Janki went back to her bedroom and settled down on to the big cushion to entertain herself. A tiny chip lodged in the wall glistened in front of her. She put on eye gear, which in her great grandmother’s time would have perhaps looked like outlandish, or fashionable, sunshades, depending on the fashion of the times. As soon as she wore them the tiny chip seemed to liquefy and expand into a giant screen in front of her eyes. A mass of gigantic men and women appeared before her. But the stories were not ordinary anymore. They were your stories. You could now participate in the them, influence the plot, the characters, the atmosphere. Ah… the pleasures of the Age they lived in.

She knew that once upon a time people went into cinema houses to watch movies; big, dark caves where they would temporarily live other lives. Some wanted this paraphernalia back. They said it was like the ancient days when people would sit in the night, under a canopy of stars, and around a fire, passing a pipe, and telling each other stories. It was an almost prehistoric human instinct to share experiences with others. Strangers in cinema houses would get bound into communities for a short while. Then there were others who compared the experience of going to the darkened cinema with entering your mother’s womb again, of experiencing and knowing life through the consciousness of another. But in this day and age these setups weren’t commercially viable. There weren’t enough people left to fill up the caves anyway. Strange, how could they feel nostalgic for the times they had never seen!

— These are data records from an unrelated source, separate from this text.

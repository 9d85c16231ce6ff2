use chrono::{NaiveDate, NaiveDateTime};
use serde::{Deserialize, Serialize};
use std::path::{Path, PathBuf};

/// Sentinel-1 platform identifier (first token of the scene name)
#[derive(Debug, Clone, Copy, PartialEq, Eq, Hash, Serialize, Deserialize)]
pub enum Platform {
    S1A,
    S1B,
}

impl Platform {
    /// Orbit bias used in the relative-orbit formula
    /// (see https://forum.step.esa.int/t/sentinel-1-relative-orbit-from-filename/7042/18)
    pub fn orbit_bias(&self) -> i64 {
        match self {
            Platform::S1A => 73,
            Platform::S1B => 27,
        }
    }
}

impl std::fmt::Display for Platform {
    fn fmt(&self, f: &mut std::fmt::Formatter<'_>) -> std::fmt::Result {
        match self {
            Platform::S1A => write!(f, "S1A"),
            Platform::S1B => write!(f, "S1B"),
        }
    }
}

/// Dual-polarization acquisition mode, derived from the product-class token
/// (`1SDV` or `1SDH`)
#[derive(Debug, Clone, Copy, PartialEq, Eq, Hash, Serialize, Deserialize)]
pub enum PolarizationMode {
    DualVV,
    DualHH,
}

impl PolarizationMode {
    /// Cross-polarization acquisitions are excluded from coherence pairing
    pub fn is_cross_pol(&self) -> bool {
        matches!(self, PolarizationMode::DualHH)
    }
}

impl std::fmt::Display for PolarizationMode {
    fn fmt(&self, f: &mut std::fmt::Formatter<'_>) -> std::fmt::Result {
        match self {
            PolarizationMode::DualVV => write!(f, "VVVH"),
            PolarizationMode::DualHH => write!(f, "HHHV"),
        }
    }
}

/// Pass direction as reported by the manifest `pass` element
#[derive(Debug, Clone, Copy, PartialEq, Eq, Serialize, Deserialize)]
pub enum OrbitDirection {
    Ascending,
    Descending,
    Unknown,
}

impl OrbitDirection {
    /// Short token used in output names; empty when the direction is unknown
    pub fn name_token(&self) -> &'static str {
        match self {
            OrbitDirection::Ascending => "asc",
            OrbitDirection::Descending => "desc",
            OrbitDirection::Unknown => "",
        }
    }
}

/// Product type of the input scenes
#[derive(Debug, Clone, Copy, PartialEq, Eq, Serialize, Deserialize)]
pub enum ProductType {
    Grd,
    Slc,
}

impl ProductType {
    pub fn label(&self) -> &'static str {
        match self {
            ProductType::Grd => "GRD",
            ProductType::Slc => "SLC",
        }
    }

    /// Tag appended to primary output names (backscatter / polarimetric
    /// vegetation index)
    pub fn output_product(&self) -> &'static str {
        match self {
            ProductType::Grd => "BS",
            ProductType::Slc => "polVI",
        }
    }
}

/// One satellite acquisition, normalized from its catalog identifier.
/// Immutable once created.
#[derive(Debug, Clone, PartialEq, Serialize, Deserialize)]
pub struct SceneRecord {
    /// Scene location (a `.SAFE` directory containing `manifest.safe`)
    pub path: String,
    pub platform: Platform,
    pub polarization: PolarizationMode,
    pub start_time: NaiveDateTime,
    pub stop_time: NaiveDateTime,
    pub absolute_orbit: u32,
    pub relative_orbit: u32,
    pub orbit_direction: OrbitDirection,
    /// Trailing identifier token, used to disambiguate output names
    pub unique_id: String,
}

impl SceneRecord {
    pub fn scene_dir(&self) -> &Path {
        Path::new(&self.path)
    }

    pub fn manifest_path(&self) -> PathBuf {
        Path::new(&self.path).join("manifest.safe")
    }

    pub fn start_date(&self) -> NaiveDate {
        self.start_time.date()
    }

    /// Acquisition date rendered as in the catalog name (`%Y%m%d`)
    pub fn date_token(&self) -> String {
        self.start_time.format("%Y%m%d").to_string()
    }

    /// Two-digit hour of day, used to reject same-date acquisitions from a
    /// different pass when pairing for coherence
    pub fn hour_token(&self) -> String {
        self.start_time.format("%H").to_string()
    }
}

/// One emitted unit of work for the primary product.
///
/// Members are 1 or 2 scenes; consecutive members satisfy the slice-assembly
/// pair-validity predicate. A job is never split by the coherence matcher.
#[derive(Debug, Clone, Serialize, Deserialize)]
pub struct ProcessingJob {
    pub members: Vec<SceneRecord>,
    pub output_name: String,
}

impl ProcessingJob {
    /// Member paths joined by `", "`, the field form used in list files
    pub fn member_paths(&self) -> String {
        join_paths(&self.members)
    }
}

/// One emitted unit of work for interferometric coherence
#[derive(Debug, Clone, Serialize, Deserialize)]
pub struct CoherenceJob {
    pub base_members: Vec<SceneRecord>,
    pub partner_members: Vec<SceneRecord>,
    pub day_offset: u32,
    pub output_name: String,
}

impl CoherenceJob {
    pub fn base_paths(&self) -> String {
        join_paths(&self.base_members)
    }

    pub fn partner_paths(&self) -> String {
        join_paths(&self.partner_members)
    }
}

pub(crate) fn join_paths(members: &[SceneRecord]) -> String {
    members
        .iter()
        .map(|m| m.path.as_str())
        .collect::<Vec<_>>()
        .join(", ")
}

/// One side of a coherence pairing: a single scene or an assembled pair
#[derive(Debug, Clone)]
pub enum SlicePairing {
    Single(SceneRecord),
    Assembled(SceneRecord, SceneRecord),
}

impl SlicePairing {
    /// Builds a pairing from 1 or 2 scenes. Extra scenes are dropped: the
    /// reduction thresholds are defined for areas of interest overlapping at
    /// most two footprints.
    pub fn from_members(members: &[SceneRecord]) -> Option<SlicePairing> {
        match members {
            [] => None,
            [a] => Some(SlicePairing::Single(a.clone())),
            [a, b] => Some(SlicePairing::Assembled(a.clone(), b.clone())),
            [a, b, rest @ ..] => {
                log::warn!(
                    "pairing limited to two scenes, dropping {} extra candidate(s)",
                    rest.len()
                );
                Some(SlicePairing::Assembled(a.clone(), b.clone()))
            }
        }
    }

    pub fn members(&self) -> Vec<SceneRecord> {
        match self {
            SlicePairing::Single(a) => vec![a.clone()],
            SlicePairing::Assembled(a, b) => vec![a.clone(), b.clone()],
        }
    }
}

/// Explicit run parameters for naming and output placement.
///
/// The generation timestamp is part of the context rather than read from the
/// clock at call time, so reruns can reproduce file names exactly.
#[derive(Debug, Clone)]
pub struct RunContext {
    pub product_type: ProductType,
    pub area_name: String,
    pub start_date: String,
    pub end_date: String,
    pub result_path: PathBuf,
    pub generated_at: NaiveDateTime,
    /// When false (GRD only), redundant-scene pruning replaces slice assembly
    pub slice_mode: bool,
    /// Attach unique scene id suffixes to output names
    pub with_scene_id: bool,
}

impl RunContext {
    pub fn new(
        product_type: ProductType,
        area_name: &str,
        start_date: &str,
        end_date: &str,
        result_path: &Path,
        generated_at: NaiveDateTime,
    ) -> Self {
        Self {
            product_type,
            area_name: area_name.to_string(),
            start_date: start_date.to_string(),
            end_date: end_date.to_string(),
            result_path: result_path.to_path_buf(),
            generated_at,
            slice_mode: true,
            with_scene_id: true,
        }
    }
}

/// Error types for work-order planning
#[derive(Debug, thiserror::Error)]
pub enum PlanError {
    #[error("I/O error: {0}")]
    Io(#[from] std::io::Error),

    #[error("malformed scene identifier: {0}")]
    MalformedIdentifier(String),

    #[error("metadata missing for {scene}: {element}")]
    MetadataMissing { scene: String, element: String },

    #[error("XML parsing error: {0}")]
    XmlParsing(String),

    #[error("invalid footprint geometry: {0}")]
    Geometry(String),
}

/// Result type for planning operations
pub type PlanResult<T> = Result<T, PlanError>;

#[cfg(test)]
mod tests {
    use super::*;
    use chrono::NaiveDate;

    fn record(path: &str) -> SceneRecord {
        let start = NaiveDate::from_ymd_opt(2020, 1, 3)
            .unwrap()
            .and_hms_opt(17, 8, 15)
            .unwrap();
        SceneRecord {
            path: path.to_string(),
            platform: Platform::S1A,
            polarization: PolarizationMode::DualVV,
            start_time: start,
            stop_time: start,
            absolute_orbit: 30639,
            relative_orbit: 117,
            orbit_direction: OrbitDirection::Ascending,
            unique_id: "DADE".to_string(),
        }
    }

    #[test]
    fn test_date_and_hour_tokens() {
        let rec = record("/data/scene.SAFE");
        assert_eq!(rec.date_token(), "20200103");
        assert_eq!(rec.hour_token(), "17");
    }

    #[test]
    fn test_join_paths() {
        let members = vec![record("/a.SAFE"), record("/b.SAFE")];
        assert_eq!(join_paths(&members), "/a.SAFE, /b.SAFE");
        assert_eq!(join_paths(&members[..1]), "/a.SAFE");
    }

    #[test]
    fn test_pairing_from_members() {
        assert!(SlicePairing::from_members(&[]).is_none());
        let single = SlicePairing::from_members(&[record("/a")]).unwrap();
        assert_eq!(single.members().len(), 1);
        let pair = SlicePairing::from_members(&[record("/a"), record("/b"), record("/c")]).unwrap();
        assert_eq!(pair.members().len(), 2);
    }

    #[test]
    fn test_cross_pol_flag() {
        assert!(PolarizationMode::DualHH.is_cross_pol());
        assert!(!PolarizationMode::DualVV.is_cross_pol());
    }
}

For Janki it was impossible to imagine herself participating in such a thing. No, it wasn’t about the spread of infectious disease anymore – the Rages had finally been brought under control, and had paradoxically seen to it that only the healthiest (or the luckiest) would survive. Her fear was related to the “dark forces” — criminal, lurking humans, pretending to be ‘normal’. Although how could anyone be ‘normal’ if they dared to confront the truth sensors with secrets, lies and unlawful activities? There were anarchic, catastrophic possibilities. These people could completely disembowel your Truth. They could devise ways of hacking into others’ Self Identity chips. They could tamper with your entire history – all that had been recorded so far – major events in your life, your emotion graphs…! Your complete existence could be bared naked to them! Janki shuddered to think of the strange things that could start happening — they could erase events and memories belonging to your past, so you would be left feeling unexplained emotions for things you had no consciousness of. Or they could implant memories of events you had never actually been through, and you would be left feeling bizarre residues of emotions related to these false fictional experiences. You would be left encountering phenomena you would absolutely fail to understand, and which would probably drive you mad because you would keep wondering who you really were.

And nobody had a right to this information except for the State. It was tough, very tough to keep secrets from them.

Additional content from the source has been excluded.